Leo Maslíah volvió a presentarse junto a la Banda Sinfónica de la Provincia, esta vez con el Coro de Cámara del Conservatorio Provincial, para abordar un puñado de temas suyos, algunos arreglados especialmente para la ocasión. La convocatoria fue en el Libertador este fin de semana, y se notaron (el viernes) algunas bajas en la platea, que bien podrían atribuirse a la rara coincidencia, la misma noche, del espectáculo "Los Premios Mastropiero" en el voluminoso Orfeo: el cocktail de música, humor y absurdo se sirvió en Córdoba, este fin de semana, en bandeja doble.
Maslíah, ese personaje de desfachatada timidez que, además de escritor, proyecta su personalidad; volvió a presentarse junto a la Banda Sinfónica de la Provincia, esta vez con el Coro de Cámara del Conservatorio Provincial, para abordar un puñado de temas suyos. Así como impone respeto con sus cualidades de compositor, ejecutante y como arreglador de los fuegos de artificio de una banda sinfónica, a la vez apela a la sonsera cotidiana de las palabras para lanzar guiños inteligentes. El formato con los vientos realza aspectos armónicos que son propios de la composición de Maslíah, proyectándolos en la riqueza de los timbres. Los zafarranchos rítmicos -como en el clásico "La papafrita"- requieren músicos atentos y en alguna ocasión las voces del coro pisaron la línea, sin consecuencias graves. Y sobre todo el sonido, ese brillo que en algunas de las obras alcanzan una tonta pero grave intensidad que nos divierte. Con cuánta seriedad han sido elaborados esos compaces dirigidos a arrancarnos sonrisas.
Del acorde misterioso al pop barato
El concierto empezó con "Noche abierta", especie de adagio triste en el que el piano dialogó con la banda sin jamás superponerse, auténtico concierto para piano u orquesta con cantinela infantil. Lo siguiente fue "Todo con respaldo", con la orquesta y el coro a full y Leo en voz y piano, contando un día consumista de nuestras vidas, marca por marca. Los planos del decir y del sonar tejieron algo brasileño, entre Pixinguinha y Chico Buarque: esos juegos rítmicos que comparten ciertas letras con ciertas músicas, en el tema referido y en el siguiente: "Bases de diálogo". Este chamuya sobre las dificultades del dialogar, a todo ritmo. "Canon a cuatro", divertimento polifónico con el coro, se refirió a la insatisfacción de las voces en cascada que nunca se alcanzan una a otra, y Maslíah cantó con esa típica entonación de autoestima baja, y esas letras que parecen inventadas a medida que se cantan.

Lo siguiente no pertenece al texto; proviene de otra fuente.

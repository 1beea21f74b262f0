// src/ratelimit.rs
//
// Cooperative token bucket plus hard daily quota, shared across workers
// through the transactional store. One lease step is one transaction:
// refill, daily reset, and the grant decrement all commit together, so
// concurrent callers cannot double-spend a token.

use std::time::Duration as StdDuration;

use chrono::{DateTime, Days, Utc};
use metrics::counter;
use serde::{Deserialize, Serialize};
use thiserror::Error;

use crate::store::{LimiterStore, StoreError};

/// Minimum sleep handed back to a waiting caller.
const MIN_WAIT: StdDuration = StdDuration::from_millis(50);

#[derive(Debug, Clone, Serialize, Deserialize)]
pub struct LimiterState {
    pub tokens: f64,
    pub last_refill_at: DateTime<Utc>,
    pub daily_remaining: i64,
    pub daily_reset_at: DateTime<Utc>,
}

#[derive(Debug, Clone, Copy, PartialEq)]
pub struct LeaseParams {
    /// Sustained requests per second; fractional (>= 0.1) supported.
    pub tps: f64,
    pub burst: f64,
    pub daily_max: i64,
}

impl LeaseParams {
    pub fn from_cfg(cfg: &crate::config::LimiterCfg) -> Self {
        Self {
            tps: cfg.tps,
            burst: cfg.burst,
            daily_max: cfg.daily_max,
        }
    }

    fn fill_interval(&self) -> StdDuration {
        let tps = self.tps.max(0.1);
        StdDuration::from_millis((1000.0 / tps).round() as u64)
    }
}

/// Outcome of one transactional lease step.
#[derive(Debug, Clone, Copy, PartialEq)]
pub enum LeaseStep {
    Granted,
    /// No token yet; sleep this long and retry.
    Wait(StdDuration),
    /// Daily quota spent; effectively fatal for the current run.
    Exhausted { retry_at: DateTime<Utc> },
}

#[derive(Debug, Error)]
pub enum LeaseError {
    #[error("daily quota exhausted until {retry_at}")]
    DailyQuotaExhausted { retry_at: DateTime<Utc> },

    #[error(transparent)]
    Store(#[from] StoreError),
}

fn next_utc_midnight(now: DateTime<Utc>) -> DateTime<Utc> {
    let tomorrow = now.date_naive() + Days::new(1);
    tomorrow
        .and_hms_opt(0, 0, 0)
        .expect("midnight is a valid time")
        .and_utc()
}

pub struct RateLimiter<S> {
    store: std::sync::Arc<S>,
}

impl<S: LimiterStore> RateLimiter<S> {
    pub fn new(store: std::sync::Arc<S>) -> Self {
        Self { store }
    }

    /// One lease attempt at `now`. Pure with respect to wall-clock: the
    /// caller supplies the instant, which keeps the arithmetic testable.
    pub async fn try_lease(
        &self,
        key: &str,
        params: LeaseParams,
        now: DateTime<Utc>,
    ) -> Result<LeaseStep, LeaseError> {
        let init = LimiterState {
            tokens: params.burst,
            last_refill_at: now,
            daily_remaining: params.daily_max,
            daily_reset_at: next_utc_midnight(now),
        };
        let fill_interval = params.fill_interval();

        let step = self
            .store
            .with_limiter(key, init, &mut |state: &mut LimiterState| {
                // Refill: whole intervals elapsed since the last refill.
                let elapsed = (now - state.last_refill_at)
                    .to_std()
                    .unwrap_or(StdDuration::ZERO);
                let intervals = (elapsed.as_millis() / fill_interval.as_millis().max(1)) as f64;
                if intervals >= 1.0 {
                    let refilled = (state.tokens + intervals).min(params.burst);
                    // only advance the refill clock when tokens actually grew
                    if refilled > state.tokens {
                        state.tokens = refilled;
                        state.last_refill_at = now;
                    }
                }

                // Idempotent daily reset at the fixed boundary.
                if now >= state.daily_reset_at {
                    state.daily_remaining = params.daily_max;
                    state.daily_reset_at = next_utc_midnight(now);
                }

                if state.daily_remaining <= 0 {
                    return LeaseStep::Exhausted {
                        retry_at: state.daily_reset_at,
                    };
                }

                if state.tokens < 1.0 {
                    let rem_ms = (elapsed.as_millis() % fill_interval.as_millis().max(1)) as u64;
                    let wait = fill_interval
                        .saturating_sub(StdDuration::from_millis(rem_ms))
                        .max(MIN_WAIT);
                    return LeaseStep::Wait(wait);
                }

                state.tokens -= 1.0;
                state.daily_remaining -= 1;
                LeaseStep::Granted
            })
            .await?;

        match step {
            LeaseStep::Granted => counter!("limiter_leases_granted_total").increment(1),
            LeaseStep::Exhausted { .. } => {
                counter!("limiter_quota_exhausted_total").increment(1)
            }
            LeaseStep::Wait(_) => {}
        }
        Ok(step)
    }

    /// Block until a lease is granted or the daily quota is spent.
    pub async fn lease(&self, key: &str, params: LeaseParams) -> Result<(), LeaseError> {
        loop {
            match self.try_lease(key, params, Utc::now()).await? {
                LeaseStep::Granted => return Ok(()),
                LeaseStep::Wait(wait) => {
                    tracing::trace!(key = %key, wait_ms = wait.as_millis() as u64, "lease wait");
                    tokio::time::sleep(wait).await;
                }
                LeaseStep::Exhausted { retry_at } => {
                    return Err(LeaseError::DailyQuotaExhausted { retry_at });
                }
            }
        }
    }
}

#[cfg(test)]
mod tests {
    use super::*;
    use crate::store::MemStore;
    use chrono::Duration;
    use std::sync::Arc;

    fn limiter() -> RateLimiter<MemStore> {
        RateLimiter::new(Arc::new(MemStore::new()))
    }

    fn params(tps: f64, burst: f64, daily: i64) -> LeaseParams {
        LeaseParams {
            tps,
            burst,
            daily_max: daily,
        }
    }

    #[tokio::test]
    async fn burst_then_wait() {
        let rl = limiter();
        let p = params(1.0, 3.0, 100);
        let now = Utc::now();

        for _ in 0..3 {
            assert_eq!(rl.try_lease("k", p, now).await.unwrap(), LeaseStep::Granted);
        }
        match rl.try_lease("k", p, now).await.unwrap() {
            LeaseStep::Wait(w) => assert!(w >= MIN_WAIT && w <= p.fill_interval()),
            other => panic!("expected wait, got {other:?}"),
        }
    }

    #[tokio::test]
    async fn refill_is_floored_and_capped() {
        let rl = limiter();
        let p = params(2.0, 5.0, 100);
        let t0 = Utc::now();
        for _ in 0..5 {
            assert_eq!(rl.try_lease("k", p, t0).await.unwrap(), LeaseStep::Granted);
        }
        // 1.4s at 2 tps = 2 whole intervals -> 2 tokens back
        let t1 = t0 + Duration::milliseconds(1400);
        assert_eq!(rl.try_lease("k", p, t1).await.unwrap(), LeaseStep::Granted);
        assert_eq!(rl.try_lease("k", p, t1).await.unwrap(), LeaseStep::Granted);
        assert!(matches!(
            rl.try_lease("k", p, t1).await.unwrap(),
            LeaseStep::Wait(_)
        ));
        // a long idle period never exceeds the burst cap
        let t2 = t1 + Duration::hours(1);
        let state = rl.store.read_limiter("k").await.unwrap().unwrap();
        assert!(state.tokens <= p.burst);
        for _ in 0..5 {
            assert_eq!(rl.try_lease("k", p, t2).await.unwrap(), LeaseStep::Granted);
        }
        assert!(matches!(
            rl.try_lease("k", p, t2).await.unwrap(),
            LeaseStep::Wait(_)
        ));
    }

    #[tokio::test]
    async fn fractional_tps_supported() {
        let rl = limiter();
        // one request every 10 seconds
        let p = params(0.1, 1.0, 100);
        let t0 = Utc::now();
        assert_eq!(rl.try_lease("k", p, t0).await.unwrap(), LeaseStep::Granted);
        match rl.try_lease("k", p, t0 + Duration::seconds(4)).await.unwrap() {
            LeaseStep::Wait(w) => assert_eq!(w, StdDuration::from_secs(6)),
            other => panic!("expected wait, got {other:?}"),
        }
        assert_eq!(
            rl.try_lease("k", p, t0 + Duration::seconds(10)).await.unwrap(),
            LeaseStep::Granted
        );
    }

    #[tokio::test]
    async fn daily_quota_blocks_until_reset() {
        let rl = limiter();
        let p = params(100.0, 100.0, 2);
        let t0 = Utc::now();
        assert_eq!(rl.try_lease("k", p, t0).await.unwrap(), LeaseStep::Granted);
        assert_eq!(rl.try_lease("k", p, t0).await.unwrap(), LeaseStep::Granted);
        let exhausted = rl.try_lease("k", p, t0).await.unwrap();
        let retry_at = match exhausted {
            LeaseStep::Exhausted { retry_at } => retry_at,
            other => panic!("expected exhausted, got {other:?}"),
        };
        assert!(retry_at > t0);

        // after the boundary the counter resets idempotently
        let after = retry_at + Duration::seconds(1);
        assert_eq!(rl.try_lease("k", p, after).await.unwrap(), LeaseStep::Granted);
        let state = rl.store.read_limiter("k").await.unwrap().unwrap();
        assert_eq!(state.daily_remaining, 1);
        assert!(state.daily_reset_at > after);
    }

    #[tokio::test]
    async fn tokens_never_negative_and_daily_cap_holds() {
        let rl = limiter();
        let p = params(1.0, 2.0, 5);
        let mut now = Utc::now();
        let mut granted = 0;
        for _ in 0..50 {
            match rl.try_lease("k", p, now).await.unwrap() {
                LeaseStep::Granted => granted += 1,
                LeaseStep::Wait(w) => now += Duration::from_std(w).unwrap(),
                LeaseStep::Exhausted { .. } => break,
            }
            let state = rl.store.read_limiter("k").await.unwrap().unwrap();
            assert!(state.tokens >= 0.0 && state.tokens <= p.burst);
        }
        assert_eq!(granted, 5);
    }
}
// src/api.rs
use std::collections::HashMap;
use std::sync::Arc;

use axum::{
    extract::{Query, State},
    http::{HeaderMap, StatusCode},
    routing::{get, post},
    Json, Router,
};
use chrono::{DateTime, Utc};
use tower_http::cors::CorsLayer;

use crate::config::ServerCfg;
use crate::housekeeping::{Housekeeper, SweepReport};
use crate::queue::{QueueTask, TaskStatus, WorkQueue};
use crate::ratelimit::LimiterState;
use crate::store::{CatalogStore, ControlStore, LimiterStore, QueueStore, StoreError};
use crate::worker::{IngestWorker, RunSummary};

const DISPATCH_HEADER: &str = "x-dispatch-key";

/// Assemble the full application over the in-memory store and the given
/// vendor client, returning the router the binary serves plus the state
/// the background loops need.
pub fn create_app(
    cfg: &crate::config::AppConfig,
    vendor: Arc<dyn crate::vendor::VendorApi>,
) -> (Router, AppState<crate::store::MemStore>) {
    let store = Arc::new(crate::store::MemStore::new());
    let policy = crate::freshness::FreshnessPolicy::new(cfg.freshness.clone());
    let boost: Arc<dyn crate::freshness::HotBoost> =
        Arc::new(crate::freshness::RuleBoost::from_cfg(&cfg.freshness));
    let worker = Arc::new(IngestWorker::new(
        Arc::clone(&store),
        cfg.queue,
        cfg.limiter,
        cfg.worker.clone(),
        vendor,
        policy,
        boost,
    ));
    let housekeeper = Arc::new(Housekeeper::new(
        Arc::clone(&store),
        cfg.housekeeping,
        cfg.queue,
    ));
    let queue = Arc::new(WorkQueue::new(Arc::clone(&store), cfg.queue));
    let state = AppState {
        store,
        worker,
        housekeeper,
        queue,
        server_cfg: cfg.server.clone(),
    };
    (router(state.clone()), state)
}

pub struct AppState<S> {
    pub store: Arc<S>,
    pub worker: Arc<IngestWorker<S>>,
    pub housekeeper: Arc<Housekeeper<S>>,
    pub queue: Arc<WorkQueue<S>>,
    pub server_cfg: ServerCfg,
}

impl<S> Clone for AppState<S> {
    fn clone(&self) -> Self {
        Self {
            store: Arc::clone(&self.store),
            worker: Arc::clone(&self.worker),
            housekeeper: Arc::clone(&self.housekeeper),
            queue: Arc::clone(&self.queue),
            server_cfg: self.server_cfg.clone(),
        }
    }
}

type ApiError = (StatusCode, String);

fn internal(e: StoreError) -> ApiError {
    (StatusCode::INTERNAL_SERVER_ERROR, e.to_string())
}

pub fn router<S>(state: AppState<S>) -> Router
where
    S: QueueStore + LimiterStore + ControlStore + CatalogStore + Send + Sync + 'static,
{
    Router::new()
        .route("/health", get(|| async { "ok" }))
        .route("/run", post(trigger_run))
        .route("/admin/requeue-failed", post(admin_requeue_failed))
        .route("/admin/clear-cooldown", post(admin_clear_cooldown))
        .route("/admin/sweep", post(admin_sweep))
        .route("/debug/queue", get(debug_queue))
        .route("/debug/limiter", get(debug_limiter))
        .route("/debug/cooldown", get(debug_cooldown))
        .layer(CorsLayer::very_permissive())
        .with_state(state)
}

/// POST /run: on-demand ingestion trigger. Only the designated internal
/// dispatcher (shared-secret header) or an explicitly enabled manual
/// flag may invoke it; anything else is rejected.
async fn trigger_run<S>(
    State(state): State<AppState<S>>,
    headers: HeaderMap,
) -> Result<Json<RunSummary>, ApiError>
where
    S: QueueStore + LimiterStore + ControlStore + CatalogStore + Send + Sync + 'static,
{
    let presented = headers
        .get(DISPATCH_HEADER)
        .and_then(|v| v.to_str().ok())
        .unwrap_or("");
    let key_ok = !state.server_cfg.dispatch_key.is_empty()
        && presented == state.server_cfg.dispatch_key;
    if !key_ok && !state.server_cfg.allow_manual_run {
        return Err((StatusCode::FORBIDDEN, "run trigger not authorized".into()));
    }

    let summary = state
        .worker
        .run_once()
        .await
        .map_err(|e| (StatusCode::INTERNAL_SERVER_ERROR, e.to_string()))?;
    Ok(Json(summary))
}

#[derive(serde::Serialize)]
struct RequeueResp {
    requeued: usize,
}

async fn admin_requeue_failed<S>(
    State(state): State<AppState<S>>,
    Query(q): Query<HashMap<String, String>>,
) -> Result<Json<RequeueResp>, ApiError>
where
    S: QueueStore + LimiterStore + ControlStore + CatalogStore + Send + Sync + 'static,
{
    let tenant = q.get("tenant").map(String::as_str);
    let requeued = state
        .queue
        .requeue_failed(tenant, Utc::now())
        .await
        .map_err(internal)?;
    Ok(Json(RequeueResp { requeued }))
}

async fn admin_clear_cooldown<S>(State(state): State<AppState<S>>) -> Result<String, ApiError>
where
    S: QueueStore + LimiterStore + ControlStore + CatalogStore + Send + Sync + 'static,
{
    state
        .housekeeper
        .clear_global_cooldown()
        .await
        .map_err(internal)?;
    Ok("cleared".to_string())
}

async fn admin_sweep<S>(State(state): State<AppState<S>>) -> Result<Json<SweepReport>, ApiError>
where
    S: QueueStore + LimiterStore + ControlStore + CatalogStore + Send + Sync + 'static,
{
    let report = state
        .housekeeper
        .sweep(Utc::now())
        .await
        .map_err(internal)?;
    Ok(Json(report))
}

async fn debug_queue<S>(
    State(state): State<AppState<S>>,
    Query(q): Query<HashMap<String, String>>,
) -> Result<Json<Vec<QueueTask>>, ApiError>
where
    S: QueueStore + LimiterStore + ControlStore + CatalogStore + Send + Sync + 'static,
{
    let status = q.get("status").and_then(|s| TaskStatus::parse(s));
    let tenant = q.get("tenant").map(String::as_str);
    let tasks = state.store.list(status, tenant).await.map_err(internal)?;
    Ok(Json(tasks))
}

async fn debug_limiter<S>(
    State(state): State<AppState<S>>,
    Query(q): Query<HashMap<String, String>>,
) -> Result<Json<Option<LimiterState>>, ApiError>
where
    S: QueueStore + LimiterStore + ControlStore + CatalogStore + Send + Sync + 'static,
{
    let key = q.get("key").cloned().unwrap_or_default();
    let state_out = state.store.read_limiter(&key).await.map_err(internal)?;
    Ok(Json(state_out))
}

#[derive(serde::Serialize)]
struct CooldownResp {
    until: Option<DateTime<Utc>>,
    active: bool,
}

async fn debug_cooldown<S>(State(state): State<AppState<S>>) -> Result<Json<CooldownResp>, ApiError>
where
    S: QueueStore + LimiterStore + ControlStore + CatalogStore + Send + Sync + 'static,
{
    let until = state
        .store
        .global_cooldown_until()
        .await
        .map_err(internal)?;
    let active = until.is_some_and(|u| Utc::now() < u);
    Ok(Json(CooldownResp { until, active }))
}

El caribeño e irregular "La papafrita" alcanzó su máxima expresión en esta versión ventosa y vocal, que surtió un pico de entusiasmo a la platea. Un hit. Un hito. En "Coral", Maslíah volvió a vestir de intensas resonancias románticas una sarta de disparates, acerca de una melodía para la que no prospera una letra, por lo que se opta por el "bla, bla, bla". Aclaró Leo que la idea le nació de oír el tema de Fito Páez y Joaquín Sabina: "Llueve sobre mojado". "Agua podrida", otro hit, al que presentó como "una postal turística", lució un arreglo que fue del acorde misterioso al pop barato de orquesta televisiva. Y tras la cromática y vanguardista "Primavera veraz verás", sucedió un segmento de Leo solo, en el que propinó algunas joyitas al piano y un par de fábulas. Con la Banda siguió un tema "más movido" que resultó ser una absurda clase de gimnasia orquestada: "Fuga aeróbica". "La recuperación del unicornio", clásica vuelta de tuerca al de Silvio Rodríguez, en nueva versión. Y "Leyenda", y "Diagnóstico de nuestro tiempo", y la muy pimpinelesca "Quiero verte morir de muerte natural", hasta el cierre con "Zanguango", en el que el canto monocorde de Leo hizo pedal a la evolución de la banda. Pero hubo fuertes reclamos de bis, y el final llegó con uno de los tema memorables, el homenaje a los poetas montevideanos "Biromes y servilletas". El público satisfecho, la música en su sitio, banda y coro bien en alto, y el humor a salvo. Maslíah es un fenómeno.